TRY IT
The complete data, repeated exactly, should form your response.

RECORDED DATA

+--

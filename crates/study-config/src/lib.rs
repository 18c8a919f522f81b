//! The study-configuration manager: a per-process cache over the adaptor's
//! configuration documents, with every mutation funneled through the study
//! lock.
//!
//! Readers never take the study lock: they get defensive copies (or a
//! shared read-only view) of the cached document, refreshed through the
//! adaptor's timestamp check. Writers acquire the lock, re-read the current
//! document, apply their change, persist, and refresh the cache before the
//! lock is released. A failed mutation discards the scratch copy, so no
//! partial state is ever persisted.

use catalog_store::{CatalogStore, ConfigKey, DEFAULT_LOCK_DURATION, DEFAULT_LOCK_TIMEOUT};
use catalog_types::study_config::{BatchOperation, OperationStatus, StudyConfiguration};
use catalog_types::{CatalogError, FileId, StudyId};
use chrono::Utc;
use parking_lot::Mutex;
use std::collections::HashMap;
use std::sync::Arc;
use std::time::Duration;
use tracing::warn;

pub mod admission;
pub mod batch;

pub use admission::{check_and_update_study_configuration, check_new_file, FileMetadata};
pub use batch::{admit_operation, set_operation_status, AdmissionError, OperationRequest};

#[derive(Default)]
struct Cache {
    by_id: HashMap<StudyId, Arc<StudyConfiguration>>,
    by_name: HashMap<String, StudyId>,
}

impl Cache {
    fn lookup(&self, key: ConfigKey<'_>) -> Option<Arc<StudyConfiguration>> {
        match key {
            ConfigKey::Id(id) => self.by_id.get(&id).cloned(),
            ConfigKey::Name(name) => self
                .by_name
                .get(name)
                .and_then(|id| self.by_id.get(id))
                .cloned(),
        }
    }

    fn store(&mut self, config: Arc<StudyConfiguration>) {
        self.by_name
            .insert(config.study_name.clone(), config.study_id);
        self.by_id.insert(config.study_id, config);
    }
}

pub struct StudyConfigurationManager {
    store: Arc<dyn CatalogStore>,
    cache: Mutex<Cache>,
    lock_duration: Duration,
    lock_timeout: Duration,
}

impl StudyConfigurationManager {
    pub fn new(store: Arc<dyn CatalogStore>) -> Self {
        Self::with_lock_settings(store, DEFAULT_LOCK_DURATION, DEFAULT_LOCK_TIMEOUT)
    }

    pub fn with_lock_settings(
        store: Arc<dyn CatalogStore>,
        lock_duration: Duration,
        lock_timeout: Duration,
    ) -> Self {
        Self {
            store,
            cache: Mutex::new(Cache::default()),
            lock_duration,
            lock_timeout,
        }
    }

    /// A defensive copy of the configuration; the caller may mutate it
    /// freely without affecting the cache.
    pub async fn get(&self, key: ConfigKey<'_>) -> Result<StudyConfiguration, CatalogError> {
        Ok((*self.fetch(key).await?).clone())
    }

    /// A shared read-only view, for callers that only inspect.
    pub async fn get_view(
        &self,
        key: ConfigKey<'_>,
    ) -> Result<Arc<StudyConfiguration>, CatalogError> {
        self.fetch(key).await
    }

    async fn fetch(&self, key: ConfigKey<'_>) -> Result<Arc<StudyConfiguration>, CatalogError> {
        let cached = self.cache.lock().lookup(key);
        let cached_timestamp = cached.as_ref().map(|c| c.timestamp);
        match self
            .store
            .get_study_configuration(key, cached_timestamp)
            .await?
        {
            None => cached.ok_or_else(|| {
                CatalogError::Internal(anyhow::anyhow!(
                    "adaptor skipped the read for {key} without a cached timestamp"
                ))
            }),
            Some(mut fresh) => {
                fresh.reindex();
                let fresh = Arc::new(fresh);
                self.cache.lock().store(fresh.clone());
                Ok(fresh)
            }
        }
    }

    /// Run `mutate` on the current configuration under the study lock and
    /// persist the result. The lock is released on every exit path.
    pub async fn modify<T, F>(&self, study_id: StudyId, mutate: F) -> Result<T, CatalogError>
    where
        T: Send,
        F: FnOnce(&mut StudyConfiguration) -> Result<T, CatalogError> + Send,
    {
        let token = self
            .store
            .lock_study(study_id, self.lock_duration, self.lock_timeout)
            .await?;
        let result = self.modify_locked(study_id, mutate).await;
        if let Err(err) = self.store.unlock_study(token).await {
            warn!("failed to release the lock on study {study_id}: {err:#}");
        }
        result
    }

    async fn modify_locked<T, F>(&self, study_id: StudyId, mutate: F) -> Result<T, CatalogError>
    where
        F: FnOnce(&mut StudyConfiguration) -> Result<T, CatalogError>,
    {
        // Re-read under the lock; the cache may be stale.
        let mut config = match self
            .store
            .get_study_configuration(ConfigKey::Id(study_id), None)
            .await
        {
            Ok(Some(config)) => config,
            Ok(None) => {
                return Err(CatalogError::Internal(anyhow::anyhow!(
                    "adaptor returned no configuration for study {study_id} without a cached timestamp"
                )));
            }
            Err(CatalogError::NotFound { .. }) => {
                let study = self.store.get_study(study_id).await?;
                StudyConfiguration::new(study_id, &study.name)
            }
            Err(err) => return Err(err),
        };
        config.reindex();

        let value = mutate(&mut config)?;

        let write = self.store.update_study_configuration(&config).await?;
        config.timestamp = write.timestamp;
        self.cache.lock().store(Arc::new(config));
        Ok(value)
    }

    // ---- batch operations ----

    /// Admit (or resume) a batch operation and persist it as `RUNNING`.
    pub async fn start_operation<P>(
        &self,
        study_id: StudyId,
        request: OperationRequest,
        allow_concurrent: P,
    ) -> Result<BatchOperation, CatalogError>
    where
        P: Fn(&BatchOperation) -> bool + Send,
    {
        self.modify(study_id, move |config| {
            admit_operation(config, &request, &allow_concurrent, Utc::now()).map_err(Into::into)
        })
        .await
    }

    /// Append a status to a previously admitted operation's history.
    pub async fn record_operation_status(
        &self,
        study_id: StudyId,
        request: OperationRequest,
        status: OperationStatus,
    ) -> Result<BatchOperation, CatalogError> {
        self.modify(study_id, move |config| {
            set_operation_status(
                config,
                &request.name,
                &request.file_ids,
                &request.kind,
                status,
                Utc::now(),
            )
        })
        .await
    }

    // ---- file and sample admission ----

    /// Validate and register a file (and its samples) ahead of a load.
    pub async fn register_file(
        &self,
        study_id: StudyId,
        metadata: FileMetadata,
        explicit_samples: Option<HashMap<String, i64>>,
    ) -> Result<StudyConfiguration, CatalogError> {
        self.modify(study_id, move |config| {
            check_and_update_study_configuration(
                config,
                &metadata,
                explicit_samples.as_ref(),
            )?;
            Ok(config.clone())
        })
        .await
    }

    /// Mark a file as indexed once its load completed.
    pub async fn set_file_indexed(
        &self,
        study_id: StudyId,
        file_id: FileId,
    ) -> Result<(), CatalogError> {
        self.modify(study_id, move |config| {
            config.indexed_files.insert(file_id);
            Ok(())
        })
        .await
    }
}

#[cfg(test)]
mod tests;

+--

TASK RESPONSE
filename crates/study-config/src/lib.rs
repository 18c8a919f522f81b
//! The study-configuration manager: a per-process cache over the adaptor's
//! configuration documents, with every mutation funneled through the study
//! lock.
//!
//! Readers never take the study lock: they get defensive copies (or a
//! shared read-only view) of the cached document, refreshed through the
//! adaptor's timestamp check. Writers acquire the lock, re-read the current
//! document, apply their change, persist, and refresh the cache before the
//! lock is released. A failed mutation discards the scratch copy, so no
//! partial state is ever persisted.

use catalog_store::{CatalogStore, ConfigKey, DEFAULT_LOCK_DURATION, DEFAULT_LOCK_TIMEOUT};
use catalog_types::study_config::{BatchOperation, OperationStatus, StudyConfiguration};
use catalog_types::{CatalogError, FileId, StudyId};
use chrono::Utc;
use parking_lot::Mutex;
use std::collections::HashMap;
use std::sync::Arc;
use std::time::Duration;
use tracing::warn;

pub mod admission;
pub mod batch;

pub use admission::{check_and_update_study_configuration, check_new_file, FileMetadata};
pub use batch::{admit_operation, set_operation_status, AdmissionError, OperationRequest};

#[derive(Default)]
struct Cache {
    by_id: HashMap<StudyId, Arc<StudyConfiguration>>,
    by_name: HashMap<String, StudyId>,
}

impl Cache {
    fn lookup(&self, key: ConfigKey<'_>) -> Option<Arc<StudyConfiguration>> {
        match key {
            ConfigKey::Id(id) => self.by_id.get(&id).cloned(),
            ConfigKey::Name(name) => self
                .by_name
                .get(name)
                .and_then(|id| self.by_id.get(id))
                .cloned(),
        }
    }

    fn store(&mut self, config: Arc<StudyConfiguration>) {
        self.by_name
            .insert(config.study_name.clone(), config.study_id);
        self.by_id.insert(config.study_id, config);
    }
}

pub struct StudyConfigurationManager {
    store: Arc<dyn CatalogStore>,
    cache: Mutex<Cache>,
    lock_duration: Duration,
    lock_timeout: Duration,
}

impl StudyConfigurationManager {
    pub fn new(store: Arc<dyn CatalogStore>) -> Self {
        Self::with_lock_settings(store, DEFAULT_LOCK_DURATION, DEFAULT_LOCK_TIMEOUT)
    }

    pub fn with_lock_settings(
        store: Arc<dyn CatalogStore>,
        lock_duration: Duration,
        lock_timeout: Duration,
    ) -> Self {
        Self {
            store,
            cache: Mutex::new(Cache::default()),
            lock_duration,
            lock_timeout,
        }
    }

    /// A defensive copy of the configuration; the caller may mutate it
    /// freely without affecting the cache.
    pub async fn get(&self, key: ConfigKey<'_>) -> Result<StudyConfiguration, CatalogError> {
        Ok((*self.fetch(key).await?).clone())
    }

    /// A shared read-only view, for callers that only inspect.
    pub async fn get_view(
        &self,
        key: ConfigKey<'_>,
    ) -> Result<Arc<StudyConfiguration>, CatalogError> {
        self.fetch(key).await
    }

    async fn fetch(&self, key: ConfigKey<'_>) -> Result<Arc<StudyConfiguration>, CatalogError> {
        let cached = self.cache.lock().lookup(key);
        let cached_timestamp = cached.as_ref().map(|c| c.timestamp);
        match self
            .store
            .get_study_configuration(key, cached_timestamp)
            .await?
        {
            None => cached.ok_or_else(|| {
                CatalogError::Internal(anyhow::anyhow!(
                    "adaptor skipped the read for {key} without a cached timestamp"
                ))
            }),
            Some(mut fresh) => {
                fresh.reindex();
                let fresh = Arc::new(fresh);
                self.cache.lock().store(fresh.clone());
                Ok(fresh)
            }
        }
    }

    /// Run `mutate` on the current configuration under the study lock and
    /// persist the result. The lock is released on every exit path.
    pub async fn modify<T, F>(&self, study_id: StudyId, mutate: F) -> Result<T, CatalogError>
    where
        T: Send,
        F: FnOnce(&mut StudyConfiguration) -> Result<T, CatalogError> + Send,
    {
        let token = self
            .store
            .lock_study(study_id, self.lock_duration, self.lock_timeout)
            .await?;
        let result = self.modify_locked(study_id, mutate).await;
        if let Err(err) = self.store.unlock_study(token).await {
            warn!("failed to release the lock on study {study_id}: {err:#}");
        }
        result
    }

    async fn modify_locked<T, F>(&self, study_id: StudyId, mutate: F) -> Result<T, CatalogError>
    where
        F: FnOnce(&mut StudyConfiguration) -> Result<T, CatalogError>,
    {
        // Re-read under the lock; the cache may be stale.
        let mut config = match self
            .store
            .get_study_configuration(ConfigKey::Id(study_id), None)
            .await
        {
            Ok(Some(config)) => config,
            Ok(None) => {
                return Err(CatalogError::Internal(anyhow::anyhow!(
                    "adaptor returned no configuration for study {study_id} without a cached timestamp"
                )));
            }
            Err(CatalogError::NotFound { .. }) => {
                let study = self.store.get_study(study_id).await?;
                StudyConfiguration::new(study_id, &study.name)
            }
            Err(err) => return Err(err),
        };
        config.reindex();

        let value = mutate(&mut config)?;

        let write = self.store.update_study_configuration(&config).await?;
        config.timestamp = write.timestamp;
        self.cache.lock().store(Arc::new(config));
        Ok(value)
    }

    // ---- batch operations ----

    /// Admit (or resume) a batch operation and persist it as `RUNNING`.
    pub async fn start_operation<P>(
        &self,
        study_id: StudyId,
        request: OperationRequest,
        allow_concurrent: P,
    ) -> Result<BatchOperation, CatalogError>
    where
        P: Fn(&BatchOperation) -> bool + Send,
    {
        self.modify(study_id, move |config| {
            admit_operation(config, &request, &allow_concurrent, Utc::now()).map_err(Into::into)
        })
        .await
    }

    /// Append a status to a previously admitted operation's history.
    pub async fn record_operation_status(
        &self,
        study_id: StudyId,
        request: OperationRequest,
        status: OperationStatus,
    ) -> Result<BatchOperation, CatalogError> {
        self.modify(study_id, move |config| {
            set_operation_status(
                config,
                &request.name,
                &request.file_ids,
                &request.kind,
                status,
                Utc::now(),
            )
        })
        .await
    }

    // ---- file and sample admission ----

    /// Validate and register a file (and its samples) ahead of a load.
    pub async fn register_file(
        &self,
        study_id: StudyId,
        metadata: FileMetadata,
        explicit_samples: Option<HashMap<String, i64>>,
    ) -> Result<StudyConfiguration, CatalogError> {
        self.modify(study_id, move |config| {
            check_and_update_study_configuration(
                config,
                &metadata,
                explicit_samples.as_ref(),
            )?;
            Ok(config.clone())
        })
        .await
    }

    /// Mark a file as indexed once its load completed.
    pub async fn set_file_indexed(
        &self,
        study_id: StudyId,
        file_id: FileId,
    ) -> Result<(), CatalogError> {
        self.modify(study_id, move |config| {
            config.indexed_files.insert(file_id);
            Ok(())
        })
        .await
    }
}

#[cfg(test)]
mod tests;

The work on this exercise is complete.